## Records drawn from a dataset
# # # #

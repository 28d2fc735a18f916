//! Time-window filtering of the record collection.

use crate::{Error, HealthRecord, Result};
use chrono::{DateTime, NaiveTime, Utc};
use serde::{Deserialize, Serialize};
use std::fmt;
use std::str::FromStr;

const MILLIS_PER_DAY: i64 = 24 * 60 * 60 * 1000;

/// Relative time filter applied to the record collection
#[derive(Clone, Copy, Debug, Default, PartialEq, Eq, Serialize, Deserialize)]
#[serde(rename_all = "snake_case")]
pub enum Window {
    #[default]
    All,
    #[serde(alias = "week")]
    LastWeek,
    #[serde(alias = "month")]
    LastMonth,
}

impl Window {
    /// Largest day distance kept by this window, `None` for `All`
    pub fn max_days(&self) -> Option<i64> {
        match self {
            Window::All => None,
            Window::LastWeek => Some(7),
            Window::LastMonth => Some(30),
        }
    }

    /// Human-readable period name used in report titles and file names
    pub fn period_label(&self) -> &'static str {
        match self {
            Window::All => "All_Time",
            Window::LastWeek => "Last_7_Days",
            Window::LastMonth => "Last_30_Days",
        }
    }

    /// Whether a record falls inside the window as seen from `now`
    ///
    /// The distance is the absolute time between `now` and midnight UTC of
    /// the record date, rounded up to whole days. A record exactly at the
    /// limit is kept.
    pub fn contains(&self, record: &HealthRecord, now: DateTime<Utc>) -> bool {
        match self.max_days() {
            None => true,
            Some(limit) => day_distance(record, now) <= limit,
        }
    }
}

impl fmt::Display for Window {
    fn fmt(&self, f: &mut fmt::Formatter<'_>) -> fmt::Result {
        let name = match self {
            Window::All => "all",
            Window::LastWeek => "week",
            Window::LastMonth => "month",
        };
        f.write_str(name)
    }
}

impl FromStr for Window {
    type Err = Error;

    fn from_str(s: &str) -> Result<Self> {
        match s.trim().to_lowercase().as_str() {
            "all" => Ok(Window::All),
            "week" | "last_week" => Ok(Window::LastWeek),
            "month" | "last_month" => Ok(Window::LastMonth),
            other => Err(Error::Validation(format!(
                "Unknown window '{}' (expected all, week or month)",
                other
            ))),
        }
    }
}

/// Keep the records inside `window`, preserving order
pub fn filter_by_window(
    records: &[HealthRecord],
    window: Window,
    now: DateTime<Utc>,
) -> Vec<HealthRecord> {
    records
        .iter()
        .filter(|r| window.contains(r, now))
        .cloned()
        .collect()
}

fn day_distance(record: &HealthRecord, now: DateTime<Utc>) -> i64 {
    let recorded_at = record.date.and_time(NaiveTime::MIN).and_utc();
    let millis = (now - recorded_at).num_milliseconds().abs();
    (millis + MILLIS_PER_DAY - 1) / MILLIS_PER_DAY
}

#[cfg(test)]
mod tests {
    use super::*;
    use crate::types::parse_date;
    use chrono::{Duration, TimeZone};

    fn record(s: &str) -> HealthRecord {
        HealthRecord::new(parse_date(s).unwrap()).with_bp(120.0, 80.0)
    }

    fn midnight(y: i32, m: u32, d: u32) -> DateTime<Utc> {
        Utc.with_ymd_and_hms(y, m, d, 0, 0, 0).unwrap()
    }

    #[test]
    fn test_all_is_identity() {
        let records = vec![record("2024-03-10"), record("2001-01-01")];
        let now = midnight(2024, 3, 10);
        assert_eq!(filter_by_window(&records, Window::All, now), records);
    }

    #[test]
    fn test_week_boundary() {
        let now = midnight(2024, 3, 15);
        let records = vec![
            record("2024-03-15"),
            record("2024-03-08"), // exactly 7 days
            record("2024-03-07"), // 8 days
        ];

        let kept = filter_by_window(&records, Window::LastWeek, now);
        let dates: Vec<_> = kept.iter().map(|r| r.date.to_string()).collect();
        assert_eq!(dates, vec!["2024-03-15", "2024-03-08"]);
    }

    #[test]
    fn test_month_boundary() {
        let now = midnight(2024, 3, 31);
        let records = vec![record("2024-03-01"), record("2024-02-29")];

        let kept = filter_by_window(&records, Window::LastMonth, now);
        assert_eq!(kept.len(), 1);
        assert_eq!(kept[0].date.to_string(), "2024-03-01");
    }

    #[test]
    fn test_partial_days_round_up() {
        // 7 days and one hour is rounded up to 8
        let now = midnight(2024, 3, 15) + Duration::hours(1);
        let records = vec![record("2024-03-08")];
        assert!(filter_by_window(&records, Window::LastWeek, now).is_empty());
    }

    #[test]
    fn test_future_dates_use_absolute_distance() {
        let now = midnight(2024, 3, 15);
        let records = vec![record("2024-03-20"), record("2024-04-30")];
        let kept = filter_by_window(&records, Window::LastWeek, now);
        assert_eq!(kept.len(), 1);
    }

    #[test]
    fn test_parse_and_labels() {
        assert_eq!("Week".parse::<Window>().unwrap(), Window::LastWeek);
        assert_eq!("month".parse::<Window>().unwrap(), Window::LastMonth);
        assert!("year".parse::<Window>().is_err());

        assert_eq!(Window::All.period_label(), "All_Time");
        assert_eq!(Window::LastWeek.period_label(), "Last_7_Days");
        assert_eq!(Window::LastMonth.period_label(), "Last_30_Days");
    }
}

# # # #

## TASK
From the very first line of the records down to the line with "const MILLIS_PER_DAY: i64", please write out each line exactly, including both ends and no other lines.

## RESULT OF THIS TASK
repository 28d2fc735a18f916
//! Time-window filtering of the record collection.

use crate::{Error, HealthRecord, Result};
use chrono::{DateTime, NaiveTime, Utc};
use serde::{Deserialize, Serialize};
use std::fmt;
use std::str::FromStr;

const MILLIS_PER_DAY: i64 = 24 * 60 * 60 * 1000;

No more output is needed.